DNAシークエンシングは、 ゲル電気泳動を使用して、サイズが異なる1本のDNA鎖を1塩基対だけ分離する能力にも左右されます。
DNAシーケンシング
1970年代後半に、より長いDNA分子に対する2つのDNA配列決定技術が発明された。 これらは、 サンガー (またはジデオキシ)法およびマキサム - ギルバート (化学的開裂)法であった。 Maxam-Gilbert法は、化学物質によるヌクレオチド特異的切断に基づいており、オリゴヌクレオチド(短いヌクレオチドポリマー、通常50塩基対未満の長さ)を配列するのに最適です。 サンガー法は、技術的に適用が容易であることが証明されており、技術の自動化および自動化の出現により、いくつかの遺伝子全体を含むDNAの長い鎖に容易に適用されるため、より一般的に使用されている。 この技術は、PCR伸長反応中のジデオキシヌクレオチドによる連鎖停止に基づく。
サンガー法
サンガー法では、分析するDNA鎖を鋳型としてDNAポリメラーゼを用いてPCR反応を行い、プライマーを用いて相補鎖を生成させる。
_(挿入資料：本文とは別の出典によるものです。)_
use crate::{
    errors::ServiceError,
    handlers::{AppJson, AppState},
    services::orders::{Cart, OrderReceipt},
};
use axum::{
    extract::{Path, State},
    http::StatusCode,
    routing::{get, post},
    Json, Router,
};
use serde::{Deserialize, Serialize};
use utoipa::ToSchema;

#[derive(Debug, Serialize, Deserialize, ToSchema)]
pub struct PlacedOrderResponse {
    #[schema(example = "Order placed successfully")]
    pub message: String,
    #[serde(flatten)]
    pub receipt: OrderReceipt,
}

#[derive(Debug, Serialize, Deserialize, ToSchema)]
pub struct UpdatedOrderResponse {
    #[schema(example = "Order updated successfully")]
    pub message: String,
    pub order: OrderReceipt,
}

/// Creates the router for customer order endpoints
pub fn order_routes() -> Router<AppState> {
    Router::new()
        .route("/", post(place_order))
        .route("/:id", get(get_order).put(update_order))
}

/// Place a new order
#[utoipa::path(
    post,
    path = "/api/orders",
    summary = "Place order",
    description = "Atomically creates an order and its items from a cart. Prices are captured at placement time.",
    request_body = Cart,
    responses(
        (status = 201, description = "Order placed", body = PlacedOrderResponse,
            headers(("X-Request-Id" = String, description = "Unique request id"))
        ),
        (status = 400, description = "Empty cart, blank name or bad quantity", body = crate::errors::ErrorResponse),
        (status = 404, description = "Menu item not found; nothing was persisted", body = crate::errors::ErrorResponse),
        (status = 500, description = "Transaction failed", body = crate::errors::ErrorResponse),
    ),
    tag = "orders"
)]
pub async fn place_order(
    State(state): State<AppState>,
    AppJson(cart): AppJson<Cart>,
) -> Result<(StatusCode, Json<PlacedOrderResponse>), ServiceError> {
    let receipt = state.services.orders.place_order(cart).await?;
    Ok((
        StatusCode::CREATED,
        Json(PlacedOrderResponse {
            message: "Order placed successfully".to_string(),
            receipt,
        }),
    ))
}

/// Get an order with its items
#[utoipa::path(
    get,
    path = "/api/orders/{id}",
    summary = "Get order",
    params(("id" = i32, Path, description = "Order ID")),
    responses(
        (status = 200, description = "Order with items", body = OrderReceipt),
        (status = 404, description = "Order not found", body = crate::errors::ErrorResponse),
    ),
    tag = "orders"
)]
pub async fn get_order(
    State(state): State<AppState>,
    Path(id): Path<i32>,
) -> Result<Json<OrderReceipt>, ServiceError> {
    Ok(Json(state.services.orders.get_order(id).await?))
}

/// Replace an order's customer name and items
#[utoipa::path(
    put,
    path = "/api/orders/{id}",
    summary = "Replace order contents",
    description = "Full replace: the submitted items become the order's only items. Status is unchanged.",
    params(("id" = i32, Path, description = "Order ID")),
    request_body = Cart,
    responses(
        (status = 200, description = "Order updated", body = UpdatedOrderResponse),
        (status = 400, description = "Empty cart, blank name or bad quantity", body = crate::errors::ErrorResponse),
        (status = 404, description = "Order or menu item not found; previous contents kept", body = crate::errors::ErrorResponse),
        (status = 500, description = "Transaction failed", body = crate::errors::ErrorResponse),
    ),
    tag = "orders"
)]
pub async fn update_order(
    State(state): State<AppState>,
    Path(id): Path<i32>,
    AppJson(cart): AppJson<Cart>,
) -> Result<Json<UpdatedOrderResponse>, ServiceError> {
    let order = state.services.orders.set_order_contents(id, cart).await?;
    Ok(Json(UpdatedOrderResponse {
        message: "Order updated successfully".to_string(),
        order,
    }))
}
4つの異なるPCR反応混合物を調製し、それぞれ4つのヌクレオチドの1つ(ATP、CTP、GTPまたはTTP)に対するジデオキシヌクレオシド三リン酸(ddNTP)類似体の一定割合を含む。 新しいDNA鎖の合成は、これらの類似体の1つが組み込まれるまで続き、その時点で鎖は時期尚早に切断される。
各PCR反応は、DNAストランドの異なる長さの混合物を含有して終了し、そのすべてはその反応のためにジデオキシ標識されたヌクレオチドで終わる。 次いで、ゲル電気泳動を用いて、4つの別個のレーンで4つの反応の鎖を分離し、鎖の長さがどのヌクレオチドで終わるかに基づいて元の鋳型の配列を決定する。
自動サンガー反応では、4つの異なる色の蛍光タグで標識されたプライマーが使用される。 異なるジデオキシヌクレオチドの存在下でのPCR反応は、上記のように行われる。 しかし、次に、4つの反応混合物を合わせて、ゲルの単一のレーンに適用する。 各断片の色は、レーザービームを用いて検出され、情報は、各色についてピークを示すクロマトグラムを生成するコンピュータによって収集され、そこから鋳型DNA配列が決定され得る。
典型的には、自動配列決定法は、最大約700〜800塩基対の長さの配列についてのみ正確である。 しかし、Primer Walkingやショットガンシーケンシングのような段階的な方法を用いて、より大きな遺伝子、そして実際には全ゲノムの完全な配列を得ることが可能です。
Primer Walkingでは、より大きな遺伝子の実行可能な部分がサンガー法を用いて配列決定される。 新しいプライマーは、配列の信頼できるセグメントから生成され、元の反応の範囲外であった遺伝子の部分の配列を続けるために使用される。
ショットガンシーケンシングは、目的のDNAセグメントをより適切な(管理可能な)サイズのフラグメントにランダムに切断し、各フラグメントをシーケンシングし、重複シーケンスに基づいてフラグメントを配置することを伴う。 この技術は、重複部分を配置するためのコンピュータソフトウェアのアプリケーションによって容易にされている。